───いったいどういうつもりなのだろうあの男は!
ミリアリアは頬をぷうっと膨らませ、件の魚屋の前で歩みを止めた。
昨日ディアッカから貰った(というよりも強引に押し付けられた)マグロの切り身は大トロと呼ばれる高級品で、一般の市場に出回ることはとても少なく、多くは高級料理店で扱われるものだとフレイに聞かされミリアリアは複雑な思いでそれを食した。
美味しかった。間違いなく極上の味だった。フレイはラッキーだと思って貰っておけばいいじゃないと軽く流すが、
そんな高価なものをタダで貰うなんて生真面目なミリアリアにはとてもできない。
散々悩んだ挙句、フレイの制止を振り切ってディアッカに切り身の代金を払うことに決めた。
終業のチャイムと同時に会社を飛び出したまではよかったが、今度は魚屋の前で悶々と悩む羽目に陥ってしまった。

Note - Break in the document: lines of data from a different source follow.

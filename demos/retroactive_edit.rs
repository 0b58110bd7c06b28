//! Retroactive edit example.
//!
//! Shows that editing a historical expense — supersede the old version,
//! append the corrected one — produces exactly the balances a history
//! with only the corrected version would have produced.

use splitledger::prelude::*;

fn main() {
    println!("╔═══════════════════════════════════════════╗");
    println!("║  splitledger: Retroactive Edit Example    ║");
    println!("╚═══════════════════════════════════════════╝\n");

    let group = GroupId::new("flatmates");
    let alice = MemberId::new("alice");
    let bob = MemberId::new("bob");

    let mut store = LedgerStore::new();
    let ledger = store.create_group(group.clone(), CurrencyCode::new("USD"));
    ledger.add_member(alice.clone());
    ledger.add_member(bob.clone());

    // Rent, split evenly.
    ledger.record_expense(ExpenseRecord::new(
        group.clone(),
        [(alice.clone(), Money::from_minor(120_000))].into(),
        Money::from_minor(120_000),
        CurrencyCode::new("USD"),
        SplitStrategy::Equal {
            among: vec![alice.clone(), bob.clone()],
        },
    ));

    // Utilities — recorded with the wrong amount.
    let utilities = ledger.record_expense(ExpenseRecord::new(
        group.clone(),
        [(bob.clone(), Money::from_minor(9000))].into(),
        Money::from_minor(9000),
        CurrencyCode::new("USD"),
        SplitStrategy::Equal {
            among: vec![alice.clone(), bob.clone()],
        },
    ));

    let service = LedgerService::new();
    let before = service.report(&store, &group).expect("fold should succeed");
    println!("Before the correction (sequence {}):", before.sequence);
    println!("{}", before.plan);

    // The bill was actually 12000. Supersede and recompute.
    let ledger = store.group_mut(&group).expect("group exists");
    ledger
        .amend_expense(
            utilities,
            ExpenseRecord::new(
                group.clone(),
                [(bob.clone(), Money::from_minor(12_000))].into(),
                Money::from_minor(12_000),
                CurrencyCode::new("USD"),
                SplitStrategy::Equal {
                    among: vec![alice.clone(), bob.clone()],
                },
            ),
        )
        .expect("record is live");

    let after = service.report(&store, &group).expect("fold should succeed");
    println!("After the correction (sequence {}):", after.sequence);
    println!("{}", after.plan);

    // A fresh ledger that only ever saw the corrected amount agrees.
    let mut fresh_store = LedgerStore::new();
    let fresh = fresh_store.create_group(group.clone(), CurrencyCode::new("USD"));
    fresh.add_member(alice.clone());
    fresh.add_member(bob.clone());
    fresh.record_expense(ExpenseRecord::new(
        group.clone(),
        [(alice.clone(), Money::from_minor(120_000))].into(),
        Money::from_minor(120_000),
        CurrencyCode::new("USD"),
        SplitStrategy::Equal {
            among: vec![alice.clone(), bob.clone()],
        },
    ));
    fresh.record_expense(ExpenseRecord::new(
        group.clone(),
        [(bob.clone(), Money::from_minor(12_000))].into(),
        Money::from_minor(12_000),
        CurrencyCode::new("USD"),
        SplitStrategy::Equal {
            among: vec![alice.clone(), bob.clone()],
        },
    ));

    let fresh_service = LedgerService::new();
    let fresh_report = fresh_service
        .report(&fresh_store, &group)
        .expect("fold should succeed");
    println!(
        "Edited history and fresh history agree: {}",
        after.positions == fresh_report.positions && after.plan == fresh_report.plan
    );
}
//! Random group-history generation.
//!
//! Builds ledgers with arbitrary rosters, split strategies and
//! multi-currency records to exercise the fold and simplifier under
//! volume.

use crate::core::currency::CurrencyCode;
use crate::core::ledger::GroupLedger;
use crate::core::member::{GroupId, MemberId};
use crate::core::money::Money;
use crate::core::record::{ExpenseRecord, SettlementRecord, SplitStrategy};
use rand::seq::SliceRandom;
use rand::Rng;
use rust_decimal::Decimal;
use std::collections::BTreeMap;

/// Configuration for generating a random group history.
#[derive(Debug, Clone)]
pub struct HistoryConfig {
    /// Number of members in the group.
    pub member_count: usize,
    /// Number of expense records to generate.
    pub expense_count: usize,
    /// Number of settlement records to generate.
    pub settlement_count: usize,
    /// Foreign currencies and their captured rates into the base.
    pub foreign_currencies: Vec<(CurrencyCode, Decimal)>,
    /// Base currency of the group.
    pub base_currency: CurrencyCode,
    /// Minimum expense total in minor units.
    pub min_amount: i64,
    /// Maximum expense total in minor units.
    pub max_amount: i64,
}

impl Default for HistoryConfig {
    fn default() -> Self {
        Self {
            member_count: 6,
            expense_count: 20,
            settlement_count: 3,
            foreign_currencies: Vec::new(),
            base_currency: CurrencyCode::new("USD"),
            min_amount: 100,
            max_amount: 100_000,
        }
    }
}

/// Generate a random group ledger for testing.
pub fn generate_random_history(config: &HistoryConfig) -> GroupLedger {
    let mut rng = rand::thread_rng();
    let group = GroupId::new("stress");
    let mut ledger = GroupLedger::new(group.clone(), config.base_currency.clone());

    let members: Vec<MemberId> = (0..config.member_count)
        .map(|i| MemberId::new(format!("member-{:03}", i)))
        .collect();
    for member in &members {
        ledger.add_member(member.clone());
    }

    for _ in 0..config.expense_count {
        let total = Money::from_minor(rng.gen_range(config.min_amount..=config.max_amount));
        let participants = random_subset(&mut rng, &members, 2);
        let payers = random_subset(&mut rng, &members, 1);
        let paid_by = random_partition(&mut rng, total, &payers);

        let split = match rng.gen_range(0..4) {
            0 => SplitStrategy::Equal {
                among: participants.clone(),
            },
            1 => {
                let percents = random_partition(&mut rng, Money::from_minor(100), &participants);
                SplitStrategy::Percentage {
                    shares: percents
                        .into_iter()
                        .map(|(m, p)| (m, Decimal::from(p.minor())))
                        .collect(),
                }
            }
            2 => SplitStrategy::Exact {
                amounts: random_partition(&mut rng, total, &participants),
            },
            _ => SplitStrategy::Shares {
                weights: participants
                    .iter()
                    .map(|m| (m.clone(), rng.gen_range(1..=5)))
                    .collect(),
            },
        };

        let currency = pick_currency(&mut rng, config);
        let mut record = ExpenseRecord::new(group.clone(), paid_by, total, currency, split);
        if let Some(rate) = rate_for(record.currency(), config) {
            record = record.with_rate(rate);
        }
        ledger.record_expense(record);
    }

    for _ in 0..config.settlement_count {
        if members.len() < 2 {
            break;
        }
        let pair = random_subset(&mut rng, &members, 2);
        let amount = Money::from_minor(rng.gen_range(config.min_amount..=config.max_amount));
        ledger.record_settlement(SettlementRecord::new(
            group.clone(),
            pair[0].clone(),
            pair[1].clone(),
            amount,
            config.base_currency.clone(),
        ));
    }

    ledger
}

fn pick_currency(rng: &mut impl Rng, config: &HistoryConfig) -> CurrencyCode {
    if config.foreign_currencies.is_empty() || rng.gen_bool(0.5) {
        config.base_currency.clone()
    } else {
        let idx = rng.gen_range(0..config.foreign_currencies.len());
        config.foreign_currencies[idx].0.clone()
    }
}

fn rate_for(currency: &CurrencyCode, config: &HistoryConfig) -> Option<Decimal> {
    config
        .foreign_currencies
        .iter()
        .find(|(c, _)| c == currency)
        .map(|(_, rate)| *rate)
}

/// A shuffled subset of at least `min` members.
fn random_subset(rng: &mut impl Rng, members: &[MemberId], min: usize) -> Vec<MemberId> {
    let min = min.min(members.len());
    let count = rng.gen_range(min..=members.len());
    let mut pool: Vec<MemberId> = members.to_vec();
    pool.shuffle(rng);
    pool.truncate(count.max(1));
    pool
}

/// Split `total` into random per-member amounts that sum exactly to it.
fn random_partition(
    rng: &mut impl Rng,
    total: Money,
    members: &[MemberId],
) -> BTreeMap<MemberId, Money> {
    let mut amounts: BTreeMap<MemberId, Money> = BTreeMap::new();
    let mut remaining = total.minor();
    for (i, member) in members.iter().enumerate() {
        let amount = if i + 1 == members.len() {
            remaining
        } else {
            rng.gen_range(0..=remaining)
        };
        amounts.insert(member.clone(), Money::from_minor(amount));
        remaining -= amount;
    }
    amounts
}

#[cfg(test)]
mod tests {
    use super::*;
    use crate::service::engine::LedgerService;
    use rust_decimal_macros::dec;

    #[test]
    fn test_generated_history_folds_cleanly() {
        let config = HistoryConfig {
            member_count: 8,
            expense_count: 30,
            settlement_count: 5,
            foreign_currencies: vec![(CurrencyCode::new("EUR"), dec!(1.08))],
            ..Default::default()
        };

        let ledger = generate_random_history(&config);
        let report = LedgerService::compute(&ledger.snapshot()).unwrap();

        let sum: Money = report.positions.values().sum();
        assert_eq!(sum, Money::ZERO);

        let nonzero = report.positions.values().filter(|p| !p.is_zero()).count();
        assert!(report.plan.len() <= nonzero.saturating_sub(1));
    }

    #[test]
    fn test_partition_sums_exactly() {
        let mut rng = rand::thread_rng();
        let members: Vec<MemberId> = (0..5).map(|i| MemberId::new(format!("m{}", i))).collect();
        for _ in 0..50 {
            let total = Money::from_minor(rng.gen_range(1..100_000));
            let parts = random_partition(&mut rng, total, &members);
            let sum: Money = parts.values().sum();
            assert_eq!(sum, total);
        }
    }

    #[test]
    fn test_generated_plan_settles_the_group() {
        let ledger = generate_random_history(&HistoryConfig::default());
        let report = LedgerService::compute(&ledger.snapshot()).unwrap();

        let mut positions = report.positions.clone();
        report.plan.apply(&mut positions);
        assert!(positions.values().all(|p| p.is_zero()));
    }
}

マグロの切り身の代金を払う為には店内に入る勇気が必要だし、どう話をきり出せばいいかも判らない。困った。
「・・・どうしよう」
辺りを見回してみても、まだ商店街は人影も疎らで魚屋も客がいないようだ。
もっとも、いつものように店頭にディアッカいてミリアリアを見つけ、大声で呼んだならば途端に決心も崩れたに違いないのでその点では都合よかったにしても、肝心の店員がいなくては話にならない。
だが、運良くそんなミリアリアを店主がみつけて「やぁ、ミリアリアちゃんどうしたの今日は?定刻で上がり?」と、
気安く声をかけてくれた。
「おじさん・・・!」
ミリアリアはここぞとばかりに店主の許へ行き、昨日のマグロの代金を支払らおうとした。だが・・・。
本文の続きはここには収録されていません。